_YOUR TASK_:
Copy out each line containing "oneshot" from the entries below.

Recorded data
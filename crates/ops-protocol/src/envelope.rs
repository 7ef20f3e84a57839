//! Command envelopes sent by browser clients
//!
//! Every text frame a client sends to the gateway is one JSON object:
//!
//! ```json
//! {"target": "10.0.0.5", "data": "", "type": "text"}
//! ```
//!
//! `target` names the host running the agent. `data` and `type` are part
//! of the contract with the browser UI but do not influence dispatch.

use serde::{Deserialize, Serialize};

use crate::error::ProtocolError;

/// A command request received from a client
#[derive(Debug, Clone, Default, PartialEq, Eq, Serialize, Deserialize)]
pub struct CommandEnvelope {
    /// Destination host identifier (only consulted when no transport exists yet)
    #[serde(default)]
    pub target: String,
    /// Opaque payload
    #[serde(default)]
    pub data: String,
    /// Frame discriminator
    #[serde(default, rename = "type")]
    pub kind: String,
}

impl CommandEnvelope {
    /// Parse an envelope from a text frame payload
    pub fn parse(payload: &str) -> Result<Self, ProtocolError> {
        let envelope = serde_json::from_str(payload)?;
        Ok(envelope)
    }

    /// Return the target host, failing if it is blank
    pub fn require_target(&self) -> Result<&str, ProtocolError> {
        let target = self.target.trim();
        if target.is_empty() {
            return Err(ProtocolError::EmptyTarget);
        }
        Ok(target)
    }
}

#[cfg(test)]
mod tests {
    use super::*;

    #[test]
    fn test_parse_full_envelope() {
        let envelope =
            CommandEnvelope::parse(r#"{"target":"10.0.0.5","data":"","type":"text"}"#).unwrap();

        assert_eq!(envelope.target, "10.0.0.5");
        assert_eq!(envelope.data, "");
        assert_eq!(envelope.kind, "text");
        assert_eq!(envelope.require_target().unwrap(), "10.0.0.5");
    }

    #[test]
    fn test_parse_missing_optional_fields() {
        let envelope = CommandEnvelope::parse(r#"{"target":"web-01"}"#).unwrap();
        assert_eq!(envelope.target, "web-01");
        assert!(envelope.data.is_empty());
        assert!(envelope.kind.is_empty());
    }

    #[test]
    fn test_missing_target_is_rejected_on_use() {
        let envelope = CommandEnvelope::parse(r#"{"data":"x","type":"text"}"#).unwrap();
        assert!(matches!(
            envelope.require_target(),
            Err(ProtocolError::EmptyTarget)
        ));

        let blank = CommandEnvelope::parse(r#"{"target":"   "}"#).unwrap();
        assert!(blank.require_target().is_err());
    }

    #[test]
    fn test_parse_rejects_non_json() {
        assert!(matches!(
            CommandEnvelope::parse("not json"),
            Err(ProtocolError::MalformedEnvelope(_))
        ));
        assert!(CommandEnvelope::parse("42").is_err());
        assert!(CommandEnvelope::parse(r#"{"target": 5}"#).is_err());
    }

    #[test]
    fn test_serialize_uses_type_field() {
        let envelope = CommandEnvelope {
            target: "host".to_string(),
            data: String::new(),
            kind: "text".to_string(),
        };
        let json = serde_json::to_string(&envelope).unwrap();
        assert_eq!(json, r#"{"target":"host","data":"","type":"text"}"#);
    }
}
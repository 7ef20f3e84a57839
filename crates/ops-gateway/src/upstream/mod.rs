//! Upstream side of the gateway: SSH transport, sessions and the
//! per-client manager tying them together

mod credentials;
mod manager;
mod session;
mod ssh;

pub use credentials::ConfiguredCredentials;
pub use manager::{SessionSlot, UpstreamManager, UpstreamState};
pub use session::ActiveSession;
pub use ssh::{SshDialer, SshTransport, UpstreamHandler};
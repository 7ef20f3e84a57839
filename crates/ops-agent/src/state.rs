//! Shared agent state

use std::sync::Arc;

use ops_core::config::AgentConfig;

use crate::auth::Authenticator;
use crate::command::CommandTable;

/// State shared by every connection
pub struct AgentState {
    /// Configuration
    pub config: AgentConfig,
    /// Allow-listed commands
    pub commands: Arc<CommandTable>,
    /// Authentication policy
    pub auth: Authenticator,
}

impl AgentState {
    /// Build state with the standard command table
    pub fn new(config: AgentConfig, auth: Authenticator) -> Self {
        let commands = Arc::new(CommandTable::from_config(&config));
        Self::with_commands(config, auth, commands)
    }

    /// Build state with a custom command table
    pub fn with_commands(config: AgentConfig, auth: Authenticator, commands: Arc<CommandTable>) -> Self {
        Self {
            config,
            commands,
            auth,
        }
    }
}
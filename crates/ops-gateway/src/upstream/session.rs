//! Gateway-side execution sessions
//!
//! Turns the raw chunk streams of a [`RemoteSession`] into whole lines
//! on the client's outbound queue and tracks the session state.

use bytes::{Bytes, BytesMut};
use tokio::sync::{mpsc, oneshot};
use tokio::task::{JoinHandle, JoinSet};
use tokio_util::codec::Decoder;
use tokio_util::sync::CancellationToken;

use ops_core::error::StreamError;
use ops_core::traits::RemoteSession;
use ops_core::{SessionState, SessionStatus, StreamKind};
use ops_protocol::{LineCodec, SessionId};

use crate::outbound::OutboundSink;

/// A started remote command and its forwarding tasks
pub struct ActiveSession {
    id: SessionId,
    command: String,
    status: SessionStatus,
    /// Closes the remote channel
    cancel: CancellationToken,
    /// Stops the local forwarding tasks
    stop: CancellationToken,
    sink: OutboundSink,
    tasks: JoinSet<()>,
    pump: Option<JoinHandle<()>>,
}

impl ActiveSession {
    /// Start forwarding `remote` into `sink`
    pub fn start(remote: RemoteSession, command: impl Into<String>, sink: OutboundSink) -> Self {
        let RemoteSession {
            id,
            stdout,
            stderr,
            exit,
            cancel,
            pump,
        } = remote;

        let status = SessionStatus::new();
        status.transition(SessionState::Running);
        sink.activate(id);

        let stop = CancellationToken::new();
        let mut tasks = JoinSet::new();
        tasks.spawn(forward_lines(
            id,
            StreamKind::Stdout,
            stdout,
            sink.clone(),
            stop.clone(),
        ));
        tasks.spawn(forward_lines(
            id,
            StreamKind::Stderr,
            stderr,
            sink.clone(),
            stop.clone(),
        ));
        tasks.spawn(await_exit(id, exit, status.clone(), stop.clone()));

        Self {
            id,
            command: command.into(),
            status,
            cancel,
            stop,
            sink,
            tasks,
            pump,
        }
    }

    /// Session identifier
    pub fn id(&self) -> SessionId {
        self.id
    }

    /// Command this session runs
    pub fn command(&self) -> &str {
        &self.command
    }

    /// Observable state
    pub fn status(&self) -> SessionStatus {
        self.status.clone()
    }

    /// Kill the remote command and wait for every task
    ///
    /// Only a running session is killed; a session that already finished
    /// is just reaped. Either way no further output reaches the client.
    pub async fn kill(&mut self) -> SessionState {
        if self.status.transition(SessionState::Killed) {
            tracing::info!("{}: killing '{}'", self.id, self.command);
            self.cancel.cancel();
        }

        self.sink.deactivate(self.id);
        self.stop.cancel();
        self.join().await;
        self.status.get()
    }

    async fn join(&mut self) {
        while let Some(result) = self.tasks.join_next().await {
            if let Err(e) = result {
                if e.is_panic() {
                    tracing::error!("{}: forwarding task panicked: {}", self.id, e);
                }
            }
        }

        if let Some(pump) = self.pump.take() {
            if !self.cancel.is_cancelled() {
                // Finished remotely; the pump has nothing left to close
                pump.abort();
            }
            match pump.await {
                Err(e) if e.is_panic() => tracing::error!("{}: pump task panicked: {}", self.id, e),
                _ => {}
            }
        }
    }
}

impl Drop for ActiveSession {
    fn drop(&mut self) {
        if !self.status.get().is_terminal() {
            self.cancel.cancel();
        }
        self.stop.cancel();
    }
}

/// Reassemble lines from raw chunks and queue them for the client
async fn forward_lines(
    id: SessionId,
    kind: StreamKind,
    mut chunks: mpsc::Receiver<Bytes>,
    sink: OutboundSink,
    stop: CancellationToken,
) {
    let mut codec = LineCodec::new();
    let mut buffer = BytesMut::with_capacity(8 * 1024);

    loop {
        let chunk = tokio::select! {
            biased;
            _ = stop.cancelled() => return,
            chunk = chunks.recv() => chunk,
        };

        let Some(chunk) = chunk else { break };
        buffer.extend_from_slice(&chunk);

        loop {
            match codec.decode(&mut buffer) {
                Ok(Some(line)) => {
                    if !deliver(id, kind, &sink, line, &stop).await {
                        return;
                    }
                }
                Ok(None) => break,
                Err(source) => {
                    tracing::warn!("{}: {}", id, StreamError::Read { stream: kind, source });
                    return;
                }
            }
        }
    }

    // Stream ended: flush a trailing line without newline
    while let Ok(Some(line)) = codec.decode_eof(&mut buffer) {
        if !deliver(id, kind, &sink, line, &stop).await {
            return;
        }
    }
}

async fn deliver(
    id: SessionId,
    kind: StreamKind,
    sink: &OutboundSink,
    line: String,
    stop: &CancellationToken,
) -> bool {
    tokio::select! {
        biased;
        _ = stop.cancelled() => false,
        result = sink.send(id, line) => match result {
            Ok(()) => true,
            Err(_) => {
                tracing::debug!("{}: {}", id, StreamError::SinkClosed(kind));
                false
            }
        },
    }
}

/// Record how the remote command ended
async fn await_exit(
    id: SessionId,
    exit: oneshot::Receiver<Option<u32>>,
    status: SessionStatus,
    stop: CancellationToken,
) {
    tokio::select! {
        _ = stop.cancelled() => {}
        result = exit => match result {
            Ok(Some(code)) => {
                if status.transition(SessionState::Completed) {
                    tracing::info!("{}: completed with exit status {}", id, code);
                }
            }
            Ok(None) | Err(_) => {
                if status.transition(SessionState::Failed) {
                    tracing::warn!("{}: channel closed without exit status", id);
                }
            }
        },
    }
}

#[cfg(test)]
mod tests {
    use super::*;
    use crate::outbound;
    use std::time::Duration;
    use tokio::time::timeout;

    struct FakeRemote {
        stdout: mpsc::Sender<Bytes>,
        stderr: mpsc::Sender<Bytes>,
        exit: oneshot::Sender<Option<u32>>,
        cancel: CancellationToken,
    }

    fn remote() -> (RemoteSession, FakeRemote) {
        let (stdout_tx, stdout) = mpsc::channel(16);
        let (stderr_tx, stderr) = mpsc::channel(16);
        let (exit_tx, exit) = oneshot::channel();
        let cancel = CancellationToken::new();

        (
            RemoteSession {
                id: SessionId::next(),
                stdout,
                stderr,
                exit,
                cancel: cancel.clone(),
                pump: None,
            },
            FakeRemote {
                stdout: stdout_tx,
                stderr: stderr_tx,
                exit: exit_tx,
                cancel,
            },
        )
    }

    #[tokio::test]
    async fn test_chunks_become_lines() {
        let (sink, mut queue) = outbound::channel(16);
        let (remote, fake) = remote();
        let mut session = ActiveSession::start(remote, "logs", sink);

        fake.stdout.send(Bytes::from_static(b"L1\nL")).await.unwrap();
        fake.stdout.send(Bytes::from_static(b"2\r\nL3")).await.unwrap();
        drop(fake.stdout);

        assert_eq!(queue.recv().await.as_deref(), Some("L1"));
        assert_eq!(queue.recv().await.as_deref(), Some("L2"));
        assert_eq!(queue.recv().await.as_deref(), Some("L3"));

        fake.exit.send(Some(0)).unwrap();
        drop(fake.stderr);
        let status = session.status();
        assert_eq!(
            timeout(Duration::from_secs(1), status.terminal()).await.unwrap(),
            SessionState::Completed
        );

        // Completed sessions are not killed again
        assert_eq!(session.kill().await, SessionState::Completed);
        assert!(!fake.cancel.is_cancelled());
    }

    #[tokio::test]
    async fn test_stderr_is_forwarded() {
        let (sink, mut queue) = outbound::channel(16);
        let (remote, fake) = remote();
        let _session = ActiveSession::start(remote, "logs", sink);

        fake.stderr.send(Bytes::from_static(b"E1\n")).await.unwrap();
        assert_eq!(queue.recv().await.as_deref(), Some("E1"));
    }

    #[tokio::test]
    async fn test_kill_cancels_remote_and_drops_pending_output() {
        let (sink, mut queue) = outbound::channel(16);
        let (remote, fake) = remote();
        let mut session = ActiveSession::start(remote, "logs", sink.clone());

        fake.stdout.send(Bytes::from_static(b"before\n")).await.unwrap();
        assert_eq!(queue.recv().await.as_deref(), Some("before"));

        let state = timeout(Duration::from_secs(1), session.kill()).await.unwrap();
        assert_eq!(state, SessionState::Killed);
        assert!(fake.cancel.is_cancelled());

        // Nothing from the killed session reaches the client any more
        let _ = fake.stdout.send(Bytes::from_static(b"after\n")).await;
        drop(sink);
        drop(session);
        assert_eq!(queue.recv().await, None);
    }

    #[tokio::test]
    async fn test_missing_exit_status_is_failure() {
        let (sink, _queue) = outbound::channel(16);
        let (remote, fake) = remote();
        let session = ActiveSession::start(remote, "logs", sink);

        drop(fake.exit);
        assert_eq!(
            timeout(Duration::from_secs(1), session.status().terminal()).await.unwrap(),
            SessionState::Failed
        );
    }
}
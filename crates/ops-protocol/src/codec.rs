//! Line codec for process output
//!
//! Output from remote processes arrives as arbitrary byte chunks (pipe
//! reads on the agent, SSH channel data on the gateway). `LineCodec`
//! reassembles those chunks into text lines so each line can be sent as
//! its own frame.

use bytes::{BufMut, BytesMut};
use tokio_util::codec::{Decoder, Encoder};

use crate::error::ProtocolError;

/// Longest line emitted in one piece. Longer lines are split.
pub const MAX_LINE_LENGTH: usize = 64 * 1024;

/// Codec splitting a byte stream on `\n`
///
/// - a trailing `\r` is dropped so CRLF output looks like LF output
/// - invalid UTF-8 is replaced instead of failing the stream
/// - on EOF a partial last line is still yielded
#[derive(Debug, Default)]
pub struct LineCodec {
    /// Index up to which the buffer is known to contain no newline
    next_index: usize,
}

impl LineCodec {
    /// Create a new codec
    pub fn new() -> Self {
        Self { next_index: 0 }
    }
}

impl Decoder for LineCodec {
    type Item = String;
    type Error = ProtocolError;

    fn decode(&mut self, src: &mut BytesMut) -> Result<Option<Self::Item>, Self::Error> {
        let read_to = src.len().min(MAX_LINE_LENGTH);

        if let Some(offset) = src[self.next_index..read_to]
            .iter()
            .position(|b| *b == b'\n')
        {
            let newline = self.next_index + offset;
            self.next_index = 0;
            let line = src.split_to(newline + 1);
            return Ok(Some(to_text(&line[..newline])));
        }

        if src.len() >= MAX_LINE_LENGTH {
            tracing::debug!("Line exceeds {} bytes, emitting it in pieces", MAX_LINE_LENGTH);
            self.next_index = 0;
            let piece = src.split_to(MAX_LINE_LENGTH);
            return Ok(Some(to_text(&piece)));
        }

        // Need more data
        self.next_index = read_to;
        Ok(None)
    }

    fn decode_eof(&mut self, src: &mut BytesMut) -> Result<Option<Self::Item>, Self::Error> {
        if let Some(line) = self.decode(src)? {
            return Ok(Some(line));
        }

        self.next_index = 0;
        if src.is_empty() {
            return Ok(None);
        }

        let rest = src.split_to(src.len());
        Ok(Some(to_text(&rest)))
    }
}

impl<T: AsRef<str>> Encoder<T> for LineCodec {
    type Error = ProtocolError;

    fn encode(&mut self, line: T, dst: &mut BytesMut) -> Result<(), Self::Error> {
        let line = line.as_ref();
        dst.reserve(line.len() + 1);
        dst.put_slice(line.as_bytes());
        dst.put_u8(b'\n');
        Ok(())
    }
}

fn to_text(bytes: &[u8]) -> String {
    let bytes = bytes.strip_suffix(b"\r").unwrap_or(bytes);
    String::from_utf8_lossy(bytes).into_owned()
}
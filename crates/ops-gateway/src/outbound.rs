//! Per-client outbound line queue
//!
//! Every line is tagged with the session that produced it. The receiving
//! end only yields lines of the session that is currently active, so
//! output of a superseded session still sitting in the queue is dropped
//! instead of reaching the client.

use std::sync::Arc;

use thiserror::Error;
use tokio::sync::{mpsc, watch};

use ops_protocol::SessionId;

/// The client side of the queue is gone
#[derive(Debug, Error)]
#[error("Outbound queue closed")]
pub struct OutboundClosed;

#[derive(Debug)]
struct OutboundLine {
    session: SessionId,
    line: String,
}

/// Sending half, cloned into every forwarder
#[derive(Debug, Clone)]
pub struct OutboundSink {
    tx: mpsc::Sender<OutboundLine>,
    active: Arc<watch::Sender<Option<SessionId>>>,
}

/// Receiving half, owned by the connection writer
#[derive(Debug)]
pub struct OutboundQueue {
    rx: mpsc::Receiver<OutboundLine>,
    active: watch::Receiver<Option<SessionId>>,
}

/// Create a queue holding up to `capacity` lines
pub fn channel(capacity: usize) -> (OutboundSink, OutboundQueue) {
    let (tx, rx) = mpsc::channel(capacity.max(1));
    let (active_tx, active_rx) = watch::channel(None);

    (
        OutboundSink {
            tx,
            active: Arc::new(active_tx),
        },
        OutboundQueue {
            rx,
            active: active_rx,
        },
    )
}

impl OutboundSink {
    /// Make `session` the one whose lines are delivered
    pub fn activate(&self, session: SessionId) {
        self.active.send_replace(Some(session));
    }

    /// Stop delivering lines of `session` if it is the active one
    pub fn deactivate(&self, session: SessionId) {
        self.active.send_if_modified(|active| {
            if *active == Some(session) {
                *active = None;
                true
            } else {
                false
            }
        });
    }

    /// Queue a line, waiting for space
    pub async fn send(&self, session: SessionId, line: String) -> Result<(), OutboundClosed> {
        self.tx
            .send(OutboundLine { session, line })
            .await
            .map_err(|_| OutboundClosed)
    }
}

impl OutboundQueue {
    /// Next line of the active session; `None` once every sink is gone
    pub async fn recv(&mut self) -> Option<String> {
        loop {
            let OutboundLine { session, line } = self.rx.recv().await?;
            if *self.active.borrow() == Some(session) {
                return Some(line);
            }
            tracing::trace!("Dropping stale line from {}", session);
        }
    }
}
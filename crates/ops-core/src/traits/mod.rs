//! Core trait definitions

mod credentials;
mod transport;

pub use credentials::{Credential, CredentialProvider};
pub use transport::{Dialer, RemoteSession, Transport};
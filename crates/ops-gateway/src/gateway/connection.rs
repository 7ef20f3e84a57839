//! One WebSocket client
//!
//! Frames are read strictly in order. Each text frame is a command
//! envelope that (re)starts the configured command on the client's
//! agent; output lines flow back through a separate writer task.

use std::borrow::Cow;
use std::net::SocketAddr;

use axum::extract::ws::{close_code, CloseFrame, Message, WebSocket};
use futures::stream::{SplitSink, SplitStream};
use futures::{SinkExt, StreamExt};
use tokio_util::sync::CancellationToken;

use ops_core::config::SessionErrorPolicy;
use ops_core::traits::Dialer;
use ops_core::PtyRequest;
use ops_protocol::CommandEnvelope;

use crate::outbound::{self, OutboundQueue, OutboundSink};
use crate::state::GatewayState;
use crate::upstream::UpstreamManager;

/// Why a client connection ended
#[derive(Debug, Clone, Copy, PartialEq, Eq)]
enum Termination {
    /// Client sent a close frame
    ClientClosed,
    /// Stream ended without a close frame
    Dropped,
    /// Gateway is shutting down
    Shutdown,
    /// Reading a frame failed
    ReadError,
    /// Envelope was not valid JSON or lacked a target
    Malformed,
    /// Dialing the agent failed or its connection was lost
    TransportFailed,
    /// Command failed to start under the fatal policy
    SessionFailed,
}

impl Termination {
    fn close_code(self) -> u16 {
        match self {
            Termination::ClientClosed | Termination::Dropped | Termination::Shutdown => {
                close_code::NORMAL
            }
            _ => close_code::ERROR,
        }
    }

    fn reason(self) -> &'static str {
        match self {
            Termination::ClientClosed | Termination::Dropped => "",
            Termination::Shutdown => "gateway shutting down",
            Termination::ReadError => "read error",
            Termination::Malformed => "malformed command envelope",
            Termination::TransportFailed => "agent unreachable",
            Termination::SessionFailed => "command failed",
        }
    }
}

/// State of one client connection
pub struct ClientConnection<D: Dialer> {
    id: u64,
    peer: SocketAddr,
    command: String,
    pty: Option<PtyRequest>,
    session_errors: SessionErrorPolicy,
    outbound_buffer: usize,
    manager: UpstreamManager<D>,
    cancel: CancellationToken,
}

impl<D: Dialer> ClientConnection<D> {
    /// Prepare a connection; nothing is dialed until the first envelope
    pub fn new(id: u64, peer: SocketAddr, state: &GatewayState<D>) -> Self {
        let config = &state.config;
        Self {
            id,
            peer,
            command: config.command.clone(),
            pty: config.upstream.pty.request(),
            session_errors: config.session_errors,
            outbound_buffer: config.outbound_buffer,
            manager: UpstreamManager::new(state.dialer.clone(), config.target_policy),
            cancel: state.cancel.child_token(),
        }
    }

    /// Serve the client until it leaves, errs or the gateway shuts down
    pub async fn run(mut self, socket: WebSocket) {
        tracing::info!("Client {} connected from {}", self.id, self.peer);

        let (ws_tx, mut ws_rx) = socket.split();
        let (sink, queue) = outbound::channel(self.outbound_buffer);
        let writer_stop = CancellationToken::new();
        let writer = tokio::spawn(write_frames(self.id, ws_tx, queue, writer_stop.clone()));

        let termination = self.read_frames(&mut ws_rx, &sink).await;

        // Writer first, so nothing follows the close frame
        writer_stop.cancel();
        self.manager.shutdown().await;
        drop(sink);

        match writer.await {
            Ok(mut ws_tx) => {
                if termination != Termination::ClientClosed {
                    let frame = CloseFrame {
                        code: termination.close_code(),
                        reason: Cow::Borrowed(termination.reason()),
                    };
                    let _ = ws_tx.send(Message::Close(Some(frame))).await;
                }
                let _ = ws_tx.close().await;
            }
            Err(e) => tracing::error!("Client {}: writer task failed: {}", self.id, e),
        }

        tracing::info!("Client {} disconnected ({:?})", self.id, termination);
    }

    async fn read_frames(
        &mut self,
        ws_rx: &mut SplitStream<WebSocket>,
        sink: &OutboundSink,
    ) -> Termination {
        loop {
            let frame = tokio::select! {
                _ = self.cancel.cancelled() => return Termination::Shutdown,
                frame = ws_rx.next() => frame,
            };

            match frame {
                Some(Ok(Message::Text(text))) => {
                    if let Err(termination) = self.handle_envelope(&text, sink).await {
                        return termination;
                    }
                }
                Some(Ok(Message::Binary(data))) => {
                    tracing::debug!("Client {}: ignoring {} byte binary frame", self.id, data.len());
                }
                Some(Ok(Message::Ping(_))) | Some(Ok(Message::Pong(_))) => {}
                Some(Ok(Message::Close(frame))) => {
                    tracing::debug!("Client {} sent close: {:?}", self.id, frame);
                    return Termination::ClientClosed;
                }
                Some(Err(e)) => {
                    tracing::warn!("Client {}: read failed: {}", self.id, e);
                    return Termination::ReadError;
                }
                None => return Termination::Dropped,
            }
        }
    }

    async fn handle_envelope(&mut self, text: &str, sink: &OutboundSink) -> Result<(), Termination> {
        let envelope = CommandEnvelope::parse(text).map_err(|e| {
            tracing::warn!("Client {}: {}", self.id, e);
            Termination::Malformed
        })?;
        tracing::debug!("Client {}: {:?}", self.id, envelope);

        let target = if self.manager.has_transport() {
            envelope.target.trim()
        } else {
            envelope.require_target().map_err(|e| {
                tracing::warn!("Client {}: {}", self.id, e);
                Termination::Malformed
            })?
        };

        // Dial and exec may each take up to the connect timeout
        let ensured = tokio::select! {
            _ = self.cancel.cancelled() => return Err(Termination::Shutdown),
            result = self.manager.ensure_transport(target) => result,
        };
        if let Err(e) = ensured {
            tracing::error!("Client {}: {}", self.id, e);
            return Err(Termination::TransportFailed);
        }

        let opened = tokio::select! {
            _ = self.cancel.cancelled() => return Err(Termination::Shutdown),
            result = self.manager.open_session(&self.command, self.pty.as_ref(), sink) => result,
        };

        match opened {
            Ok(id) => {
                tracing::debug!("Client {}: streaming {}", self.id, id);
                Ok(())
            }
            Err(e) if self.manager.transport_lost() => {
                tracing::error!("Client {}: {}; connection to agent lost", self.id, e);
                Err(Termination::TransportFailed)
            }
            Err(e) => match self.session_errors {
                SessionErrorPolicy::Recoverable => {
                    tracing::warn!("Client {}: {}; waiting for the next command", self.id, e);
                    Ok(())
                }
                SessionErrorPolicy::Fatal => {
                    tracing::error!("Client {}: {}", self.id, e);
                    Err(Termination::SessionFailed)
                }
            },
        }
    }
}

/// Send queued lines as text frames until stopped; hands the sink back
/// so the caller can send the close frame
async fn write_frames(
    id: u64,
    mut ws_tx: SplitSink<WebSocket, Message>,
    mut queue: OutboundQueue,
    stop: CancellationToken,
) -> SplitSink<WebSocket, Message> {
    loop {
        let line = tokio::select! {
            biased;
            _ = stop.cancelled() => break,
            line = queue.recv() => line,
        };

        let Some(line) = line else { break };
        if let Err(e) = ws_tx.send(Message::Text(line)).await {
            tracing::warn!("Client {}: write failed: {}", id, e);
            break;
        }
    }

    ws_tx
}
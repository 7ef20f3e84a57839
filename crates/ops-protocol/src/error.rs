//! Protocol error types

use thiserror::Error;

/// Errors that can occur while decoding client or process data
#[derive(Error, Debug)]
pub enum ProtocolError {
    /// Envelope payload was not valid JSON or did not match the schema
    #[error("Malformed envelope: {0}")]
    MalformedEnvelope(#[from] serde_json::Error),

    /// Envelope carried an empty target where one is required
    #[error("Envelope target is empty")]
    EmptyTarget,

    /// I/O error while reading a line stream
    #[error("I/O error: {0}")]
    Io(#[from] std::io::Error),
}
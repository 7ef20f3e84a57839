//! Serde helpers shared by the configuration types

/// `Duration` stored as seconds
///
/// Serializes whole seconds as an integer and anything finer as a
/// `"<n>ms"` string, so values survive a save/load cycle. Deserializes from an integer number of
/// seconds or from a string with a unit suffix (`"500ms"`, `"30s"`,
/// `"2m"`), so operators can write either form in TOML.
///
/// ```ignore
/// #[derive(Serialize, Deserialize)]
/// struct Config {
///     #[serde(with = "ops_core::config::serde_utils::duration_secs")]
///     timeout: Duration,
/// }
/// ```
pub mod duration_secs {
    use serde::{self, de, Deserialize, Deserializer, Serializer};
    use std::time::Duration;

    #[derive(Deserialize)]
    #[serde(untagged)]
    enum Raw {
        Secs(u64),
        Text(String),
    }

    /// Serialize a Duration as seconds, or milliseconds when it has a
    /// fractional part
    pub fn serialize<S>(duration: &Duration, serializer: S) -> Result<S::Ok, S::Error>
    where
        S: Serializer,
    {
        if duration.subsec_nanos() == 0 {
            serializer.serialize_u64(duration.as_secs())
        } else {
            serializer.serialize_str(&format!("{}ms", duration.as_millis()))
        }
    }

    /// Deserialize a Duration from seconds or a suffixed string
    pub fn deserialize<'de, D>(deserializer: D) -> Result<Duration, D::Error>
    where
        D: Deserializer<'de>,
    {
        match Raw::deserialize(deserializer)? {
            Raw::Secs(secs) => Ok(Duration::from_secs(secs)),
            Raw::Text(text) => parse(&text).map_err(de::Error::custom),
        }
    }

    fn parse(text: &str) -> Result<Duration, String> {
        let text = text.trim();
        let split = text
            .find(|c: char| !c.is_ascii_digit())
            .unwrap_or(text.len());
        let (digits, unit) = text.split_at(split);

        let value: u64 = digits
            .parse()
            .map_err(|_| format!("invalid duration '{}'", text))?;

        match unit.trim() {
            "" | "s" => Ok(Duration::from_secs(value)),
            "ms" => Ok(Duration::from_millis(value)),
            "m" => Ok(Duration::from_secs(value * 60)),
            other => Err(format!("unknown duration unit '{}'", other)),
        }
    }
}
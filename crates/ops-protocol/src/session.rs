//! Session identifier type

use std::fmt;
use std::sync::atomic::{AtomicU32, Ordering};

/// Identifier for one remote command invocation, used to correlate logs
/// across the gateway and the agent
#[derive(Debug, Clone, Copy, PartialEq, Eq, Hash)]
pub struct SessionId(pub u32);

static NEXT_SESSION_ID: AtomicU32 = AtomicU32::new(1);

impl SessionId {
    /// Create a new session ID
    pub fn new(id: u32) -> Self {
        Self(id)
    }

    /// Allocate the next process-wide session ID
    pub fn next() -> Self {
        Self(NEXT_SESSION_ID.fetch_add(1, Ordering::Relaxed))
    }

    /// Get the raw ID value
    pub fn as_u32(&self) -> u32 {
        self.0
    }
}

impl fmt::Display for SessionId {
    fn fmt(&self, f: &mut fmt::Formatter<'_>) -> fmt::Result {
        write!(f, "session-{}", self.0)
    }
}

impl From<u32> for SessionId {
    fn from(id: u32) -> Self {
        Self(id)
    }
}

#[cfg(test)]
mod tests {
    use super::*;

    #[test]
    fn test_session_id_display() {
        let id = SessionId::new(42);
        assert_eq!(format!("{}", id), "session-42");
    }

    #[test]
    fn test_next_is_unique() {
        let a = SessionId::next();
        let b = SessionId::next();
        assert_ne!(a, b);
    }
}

_OUTPUT FOR THIS TASK_:
use tokio::sync::{mpsc, oneshot};
    exit: oneshot::Receiver<Option<u32>>,
        exit: oneshot::Sender<Option<u32>>,
        let (exit_tx, exit) = oneshot::channel();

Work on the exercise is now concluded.